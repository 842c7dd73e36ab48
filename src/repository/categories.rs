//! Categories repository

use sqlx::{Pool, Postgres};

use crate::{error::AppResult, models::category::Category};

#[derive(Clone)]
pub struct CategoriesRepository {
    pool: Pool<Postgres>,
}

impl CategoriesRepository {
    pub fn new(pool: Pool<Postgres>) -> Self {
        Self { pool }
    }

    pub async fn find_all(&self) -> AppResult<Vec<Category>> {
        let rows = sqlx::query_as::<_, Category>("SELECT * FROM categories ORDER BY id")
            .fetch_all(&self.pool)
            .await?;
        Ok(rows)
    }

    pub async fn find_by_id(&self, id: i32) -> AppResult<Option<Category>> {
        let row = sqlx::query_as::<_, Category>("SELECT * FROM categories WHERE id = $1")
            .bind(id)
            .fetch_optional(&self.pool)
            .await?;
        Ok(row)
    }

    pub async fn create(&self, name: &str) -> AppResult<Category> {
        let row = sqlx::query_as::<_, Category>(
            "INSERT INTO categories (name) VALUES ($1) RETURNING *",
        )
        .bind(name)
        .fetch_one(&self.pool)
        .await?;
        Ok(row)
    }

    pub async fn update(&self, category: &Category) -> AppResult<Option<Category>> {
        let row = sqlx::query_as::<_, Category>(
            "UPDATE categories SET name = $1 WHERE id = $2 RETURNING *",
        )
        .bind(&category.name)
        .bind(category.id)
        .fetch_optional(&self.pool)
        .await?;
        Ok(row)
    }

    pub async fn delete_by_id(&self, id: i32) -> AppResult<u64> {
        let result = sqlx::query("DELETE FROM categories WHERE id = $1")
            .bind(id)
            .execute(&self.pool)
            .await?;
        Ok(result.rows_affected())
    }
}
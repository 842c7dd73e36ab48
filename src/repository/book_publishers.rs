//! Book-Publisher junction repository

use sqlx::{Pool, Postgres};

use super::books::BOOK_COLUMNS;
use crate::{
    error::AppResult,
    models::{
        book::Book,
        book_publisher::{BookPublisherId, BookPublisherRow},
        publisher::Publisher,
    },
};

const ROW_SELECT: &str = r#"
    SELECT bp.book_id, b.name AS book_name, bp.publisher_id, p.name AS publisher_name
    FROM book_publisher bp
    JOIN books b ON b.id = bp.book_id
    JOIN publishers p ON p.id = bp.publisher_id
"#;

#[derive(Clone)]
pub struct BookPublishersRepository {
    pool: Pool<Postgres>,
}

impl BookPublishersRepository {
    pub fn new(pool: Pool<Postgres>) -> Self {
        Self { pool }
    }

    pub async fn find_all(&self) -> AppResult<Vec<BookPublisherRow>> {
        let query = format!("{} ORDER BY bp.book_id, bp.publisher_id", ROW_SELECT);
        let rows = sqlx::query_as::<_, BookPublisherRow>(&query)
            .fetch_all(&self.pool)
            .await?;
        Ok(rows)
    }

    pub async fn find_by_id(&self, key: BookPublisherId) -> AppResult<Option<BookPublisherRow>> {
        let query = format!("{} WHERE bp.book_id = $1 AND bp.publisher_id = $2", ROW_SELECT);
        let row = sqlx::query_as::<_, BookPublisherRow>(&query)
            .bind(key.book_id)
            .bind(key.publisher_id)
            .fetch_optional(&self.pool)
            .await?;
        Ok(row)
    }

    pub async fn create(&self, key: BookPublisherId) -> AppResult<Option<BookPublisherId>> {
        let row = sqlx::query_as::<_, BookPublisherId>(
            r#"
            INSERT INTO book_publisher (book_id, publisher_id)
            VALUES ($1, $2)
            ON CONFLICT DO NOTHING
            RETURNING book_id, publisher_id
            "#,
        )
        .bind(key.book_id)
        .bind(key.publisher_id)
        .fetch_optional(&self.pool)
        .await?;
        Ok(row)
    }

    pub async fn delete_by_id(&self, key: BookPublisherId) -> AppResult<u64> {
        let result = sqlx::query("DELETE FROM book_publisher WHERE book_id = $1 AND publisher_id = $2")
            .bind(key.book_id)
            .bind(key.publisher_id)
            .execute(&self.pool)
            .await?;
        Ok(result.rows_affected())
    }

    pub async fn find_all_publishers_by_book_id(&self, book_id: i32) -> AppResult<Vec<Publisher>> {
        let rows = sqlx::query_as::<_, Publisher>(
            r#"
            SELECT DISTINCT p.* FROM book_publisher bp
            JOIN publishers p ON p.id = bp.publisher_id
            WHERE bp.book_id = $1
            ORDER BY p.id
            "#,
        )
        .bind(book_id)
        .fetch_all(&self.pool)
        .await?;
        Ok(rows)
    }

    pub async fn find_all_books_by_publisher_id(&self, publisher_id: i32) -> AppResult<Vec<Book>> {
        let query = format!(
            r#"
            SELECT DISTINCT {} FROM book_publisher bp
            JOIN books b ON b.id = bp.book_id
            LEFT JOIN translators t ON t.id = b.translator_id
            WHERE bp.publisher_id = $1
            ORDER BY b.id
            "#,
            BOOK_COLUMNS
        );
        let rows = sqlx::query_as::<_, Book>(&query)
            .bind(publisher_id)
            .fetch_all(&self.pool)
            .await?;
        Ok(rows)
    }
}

- - - - - - -

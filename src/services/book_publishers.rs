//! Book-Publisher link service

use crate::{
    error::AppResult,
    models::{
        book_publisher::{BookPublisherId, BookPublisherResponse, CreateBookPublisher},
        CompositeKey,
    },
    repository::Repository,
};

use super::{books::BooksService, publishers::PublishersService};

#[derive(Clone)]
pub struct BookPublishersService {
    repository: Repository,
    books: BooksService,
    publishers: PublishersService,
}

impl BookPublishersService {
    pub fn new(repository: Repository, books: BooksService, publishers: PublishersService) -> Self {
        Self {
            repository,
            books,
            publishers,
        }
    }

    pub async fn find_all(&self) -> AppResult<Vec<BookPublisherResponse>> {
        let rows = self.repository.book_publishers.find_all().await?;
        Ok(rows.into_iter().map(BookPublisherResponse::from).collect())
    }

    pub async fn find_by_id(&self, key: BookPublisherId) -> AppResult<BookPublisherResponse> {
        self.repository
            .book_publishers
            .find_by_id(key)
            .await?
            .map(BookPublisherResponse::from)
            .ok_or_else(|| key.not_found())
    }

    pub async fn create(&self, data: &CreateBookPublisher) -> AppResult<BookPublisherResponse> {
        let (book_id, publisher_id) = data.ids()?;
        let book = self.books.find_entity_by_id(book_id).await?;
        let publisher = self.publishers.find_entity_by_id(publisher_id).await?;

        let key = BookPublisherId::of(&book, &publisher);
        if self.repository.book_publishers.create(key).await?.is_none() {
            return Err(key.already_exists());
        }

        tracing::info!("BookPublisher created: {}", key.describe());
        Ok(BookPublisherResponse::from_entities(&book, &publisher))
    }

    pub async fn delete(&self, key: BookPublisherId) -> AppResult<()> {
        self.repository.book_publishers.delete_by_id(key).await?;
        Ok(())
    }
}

- - - - - - -

[PROBLEM DESCRIPTION]: Look over the data above and show each line that contains "filename".

[ANSWER BELOW]:
filename src/repository/categories.rs
filename src/repository/book_publishers.rs
filename src/services/book_publishers.rs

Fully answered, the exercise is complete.